| Excerpted data |

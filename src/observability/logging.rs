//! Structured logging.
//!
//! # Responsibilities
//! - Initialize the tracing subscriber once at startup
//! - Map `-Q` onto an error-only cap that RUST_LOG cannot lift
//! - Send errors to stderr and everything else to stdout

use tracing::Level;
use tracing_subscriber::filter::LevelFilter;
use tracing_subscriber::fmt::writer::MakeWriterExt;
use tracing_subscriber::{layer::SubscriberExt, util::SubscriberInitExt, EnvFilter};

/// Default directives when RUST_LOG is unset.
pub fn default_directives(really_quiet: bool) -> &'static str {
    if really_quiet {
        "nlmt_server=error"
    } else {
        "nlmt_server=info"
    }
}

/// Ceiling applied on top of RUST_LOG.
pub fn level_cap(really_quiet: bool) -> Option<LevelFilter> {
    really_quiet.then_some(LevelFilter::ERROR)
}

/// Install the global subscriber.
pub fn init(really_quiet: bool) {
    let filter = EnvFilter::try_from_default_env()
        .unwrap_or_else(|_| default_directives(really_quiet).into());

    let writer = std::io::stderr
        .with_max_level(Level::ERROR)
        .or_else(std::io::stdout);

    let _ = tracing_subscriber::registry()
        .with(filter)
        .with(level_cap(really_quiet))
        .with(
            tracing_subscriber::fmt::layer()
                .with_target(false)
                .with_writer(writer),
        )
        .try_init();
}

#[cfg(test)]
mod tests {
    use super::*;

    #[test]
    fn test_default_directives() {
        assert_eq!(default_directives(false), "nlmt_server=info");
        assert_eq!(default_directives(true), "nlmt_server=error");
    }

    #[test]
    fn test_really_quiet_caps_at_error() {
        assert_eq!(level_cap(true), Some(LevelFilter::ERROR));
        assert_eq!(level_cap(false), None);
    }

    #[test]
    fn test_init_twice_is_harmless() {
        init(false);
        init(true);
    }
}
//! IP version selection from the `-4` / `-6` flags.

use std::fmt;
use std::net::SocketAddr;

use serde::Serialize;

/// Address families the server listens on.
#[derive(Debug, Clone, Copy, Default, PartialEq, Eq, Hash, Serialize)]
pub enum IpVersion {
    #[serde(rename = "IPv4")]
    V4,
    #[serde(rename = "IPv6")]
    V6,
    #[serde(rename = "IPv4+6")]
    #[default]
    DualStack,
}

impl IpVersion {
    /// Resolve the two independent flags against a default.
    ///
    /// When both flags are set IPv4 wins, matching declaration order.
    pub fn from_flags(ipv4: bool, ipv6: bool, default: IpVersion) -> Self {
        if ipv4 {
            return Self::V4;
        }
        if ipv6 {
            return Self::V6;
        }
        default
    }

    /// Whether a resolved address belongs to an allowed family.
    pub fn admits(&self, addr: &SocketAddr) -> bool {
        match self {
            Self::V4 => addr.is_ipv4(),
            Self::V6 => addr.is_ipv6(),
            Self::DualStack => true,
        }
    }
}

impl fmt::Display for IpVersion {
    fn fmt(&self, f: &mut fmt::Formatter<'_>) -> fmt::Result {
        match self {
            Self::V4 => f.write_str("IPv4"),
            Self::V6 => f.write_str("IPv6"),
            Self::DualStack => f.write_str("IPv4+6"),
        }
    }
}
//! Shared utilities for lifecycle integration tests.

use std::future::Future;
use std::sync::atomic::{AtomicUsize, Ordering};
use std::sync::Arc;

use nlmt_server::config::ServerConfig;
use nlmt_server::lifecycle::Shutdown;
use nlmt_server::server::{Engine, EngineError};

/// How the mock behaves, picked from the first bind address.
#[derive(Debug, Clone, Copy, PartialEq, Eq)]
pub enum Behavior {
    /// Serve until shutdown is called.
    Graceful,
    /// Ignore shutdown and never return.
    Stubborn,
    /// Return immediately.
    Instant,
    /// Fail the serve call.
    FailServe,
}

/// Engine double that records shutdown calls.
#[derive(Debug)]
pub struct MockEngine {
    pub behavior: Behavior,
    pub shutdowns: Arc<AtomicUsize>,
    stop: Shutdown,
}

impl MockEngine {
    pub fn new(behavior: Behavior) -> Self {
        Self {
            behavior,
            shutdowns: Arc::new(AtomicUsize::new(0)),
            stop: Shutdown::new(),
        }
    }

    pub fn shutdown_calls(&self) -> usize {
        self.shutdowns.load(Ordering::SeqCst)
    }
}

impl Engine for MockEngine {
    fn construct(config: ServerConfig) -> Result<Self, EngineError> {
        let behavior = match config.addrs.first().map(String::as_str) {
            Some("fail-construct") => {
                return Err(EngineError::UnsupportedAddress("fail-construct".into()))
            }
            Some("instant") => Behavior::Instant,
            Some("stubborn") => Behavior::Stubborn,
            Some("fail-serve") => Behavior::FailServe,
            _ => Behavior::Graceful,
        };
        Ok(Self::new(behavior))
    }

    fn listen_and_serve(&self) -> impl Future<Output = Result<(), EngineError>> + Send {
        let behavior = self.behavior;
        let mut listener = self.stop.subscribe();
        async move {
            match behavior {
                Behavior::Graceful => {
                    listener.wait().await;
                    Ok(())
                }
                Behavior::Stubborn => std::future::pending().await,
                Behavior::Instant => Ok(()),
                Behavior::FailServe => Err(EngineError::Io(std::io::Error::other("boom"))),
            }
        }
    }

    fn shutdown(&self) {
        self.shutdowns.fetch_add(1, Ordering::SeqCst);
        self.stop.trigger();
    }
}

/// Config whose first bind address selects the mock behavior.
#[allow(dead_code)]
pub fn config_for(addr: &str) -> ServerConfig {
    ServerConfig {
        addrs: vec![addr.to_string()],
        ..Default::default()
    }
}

==

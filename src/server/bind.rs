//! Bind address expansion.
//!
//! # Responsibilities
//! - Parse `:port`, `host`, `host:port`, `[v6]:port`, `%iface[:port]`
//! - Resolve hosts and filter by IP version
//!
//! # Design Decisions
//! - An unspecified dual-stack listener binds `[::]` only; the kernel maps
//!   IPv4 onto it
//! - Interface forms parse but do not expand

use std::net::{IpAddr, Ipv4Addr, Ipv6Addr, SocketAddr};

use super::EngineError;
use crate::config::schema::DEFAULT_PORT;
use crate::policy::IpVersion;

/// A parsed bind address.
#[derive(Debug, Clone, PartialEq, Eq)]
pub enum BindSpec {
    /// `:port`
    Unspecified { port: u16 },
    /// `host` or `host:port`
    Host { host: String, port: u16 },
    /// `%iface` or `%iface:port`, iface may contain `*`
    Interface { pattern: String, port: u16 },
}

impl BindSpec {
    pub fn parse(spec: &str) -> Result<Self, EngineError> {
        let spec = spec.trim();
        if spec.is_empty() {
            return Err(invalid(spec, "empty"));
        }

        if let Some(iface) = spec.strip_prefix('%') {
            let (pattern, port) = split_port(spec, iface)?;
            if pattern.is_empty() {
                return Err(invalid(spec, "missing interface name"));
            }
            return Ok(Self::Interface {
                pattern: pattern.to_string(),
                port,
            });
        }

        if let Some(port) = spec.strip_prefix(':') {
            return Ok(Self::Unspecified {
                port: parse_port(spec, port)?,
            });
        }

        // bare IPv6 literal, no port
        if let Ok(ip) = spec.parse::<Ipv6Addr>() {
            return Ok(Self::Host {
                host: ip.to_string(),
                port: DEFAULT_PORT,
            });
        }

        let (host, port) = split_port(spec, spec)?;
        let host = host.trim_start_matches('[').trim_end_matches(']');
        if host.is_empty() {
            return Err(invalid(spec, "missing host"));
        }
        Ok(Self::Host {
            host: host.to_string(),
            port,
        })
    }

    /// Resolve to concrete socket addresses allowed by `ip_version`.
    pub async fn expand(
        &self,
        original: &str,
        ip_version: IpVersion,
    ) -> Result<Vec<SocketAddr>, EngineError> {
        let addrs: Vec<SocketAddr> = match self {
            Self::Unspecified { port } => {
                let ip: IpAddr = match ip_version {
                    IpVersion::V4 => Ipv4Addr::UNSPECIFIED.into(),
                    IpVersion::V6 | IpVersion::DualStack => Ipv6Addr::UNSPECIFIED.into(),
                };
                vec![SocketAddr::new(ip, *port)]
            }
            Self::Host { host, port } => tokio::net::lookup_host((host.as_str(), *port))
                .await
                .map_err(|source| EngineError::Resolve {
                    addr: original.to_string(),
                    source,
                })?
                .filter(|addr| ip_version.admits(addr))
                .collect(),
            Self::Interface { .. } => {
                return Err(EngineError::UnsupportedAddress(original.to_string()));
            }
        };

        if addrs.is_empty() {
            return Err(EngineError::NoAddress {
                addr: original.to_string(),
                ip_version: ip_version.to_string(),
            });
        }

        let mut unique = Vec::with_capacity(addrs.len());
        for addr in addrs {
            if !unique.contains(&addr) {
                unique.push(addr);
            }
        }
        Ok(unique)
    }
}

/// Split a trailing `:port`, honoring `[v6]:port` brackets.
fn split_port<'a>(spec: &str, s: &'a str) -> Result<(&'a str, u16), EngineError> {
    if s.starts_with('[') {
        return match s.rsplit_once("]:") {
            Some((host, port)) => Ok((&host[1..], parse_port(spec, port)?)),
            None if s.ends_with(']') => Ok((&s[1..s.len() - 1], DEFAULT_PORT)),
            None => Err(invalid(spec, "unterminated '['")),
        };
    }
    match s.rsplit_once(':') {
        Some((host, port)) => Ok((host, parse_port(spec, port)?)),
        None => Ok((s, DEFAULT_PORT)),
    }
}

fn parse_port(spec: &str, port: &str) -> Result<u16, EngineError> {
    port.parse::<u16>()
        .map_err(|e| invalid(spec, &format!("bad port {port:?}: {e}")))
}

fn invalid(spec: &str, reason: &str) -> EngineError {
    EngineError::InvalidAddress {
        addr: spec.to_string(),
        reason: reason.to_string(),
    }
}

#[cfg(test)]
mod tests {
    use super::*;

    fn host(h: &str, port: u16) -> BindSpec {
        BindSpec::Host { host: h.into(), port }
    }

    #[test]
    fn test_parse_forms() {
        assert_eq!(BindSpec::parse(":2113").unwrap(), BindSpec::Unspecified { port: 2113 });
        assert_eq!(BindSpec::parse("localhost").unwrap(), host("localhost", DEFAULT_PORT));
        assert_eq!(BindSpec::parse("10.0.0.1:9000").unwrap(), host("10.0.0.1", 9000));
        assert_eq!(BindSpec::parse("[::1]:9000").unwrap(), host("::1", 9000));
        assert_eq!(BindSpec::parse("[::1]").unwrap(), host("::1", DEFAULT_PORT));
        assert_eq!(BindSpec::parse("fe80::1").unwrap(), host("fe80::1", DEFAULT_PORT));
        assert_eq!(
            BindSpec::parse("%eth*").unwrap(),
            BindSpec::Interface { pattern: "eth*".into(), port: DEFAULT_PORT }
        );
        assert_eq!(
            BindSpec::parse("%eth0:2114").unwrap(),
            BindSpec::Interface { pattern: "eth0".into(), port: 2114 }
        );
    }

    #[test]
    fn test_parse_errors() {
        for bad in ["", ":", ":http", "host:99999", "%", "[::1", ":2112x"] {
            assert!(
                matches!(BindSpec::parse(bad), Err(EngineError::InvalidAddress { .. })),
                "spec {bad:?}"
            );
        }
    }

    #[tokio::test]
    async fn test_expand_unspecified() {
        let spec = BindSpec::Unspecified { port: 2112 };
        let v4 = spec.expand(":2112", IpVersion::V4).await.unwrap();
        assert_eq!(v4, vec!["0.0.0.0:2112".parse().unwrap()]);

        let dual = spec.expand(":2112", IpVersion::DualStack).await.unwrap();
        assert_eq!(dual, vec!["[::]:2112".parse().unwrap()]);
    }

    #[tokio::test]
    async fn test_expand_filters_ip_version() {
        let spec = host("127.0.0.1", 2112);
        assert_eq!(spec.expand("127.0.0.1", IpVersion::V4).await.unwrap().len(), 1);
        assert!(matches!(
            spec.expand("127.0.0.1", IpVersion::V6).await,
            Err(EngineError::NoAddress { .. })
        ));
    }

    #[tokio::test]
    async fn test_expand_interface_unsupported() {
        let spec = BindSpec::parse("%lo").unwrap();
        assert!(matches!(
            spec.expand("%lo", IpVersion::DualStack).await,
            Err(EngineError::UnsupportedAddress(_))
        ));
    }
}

| Exercise prompt |
Lines with "only" in them are what the answer must contain; copy each from the records above.

| Exercise solution |
//! - Map `-Q` onto an error-only cap that RUST_LOG cannot lift
//! - An unspecified dual-stack listener binds `[::]` only; the kernel maps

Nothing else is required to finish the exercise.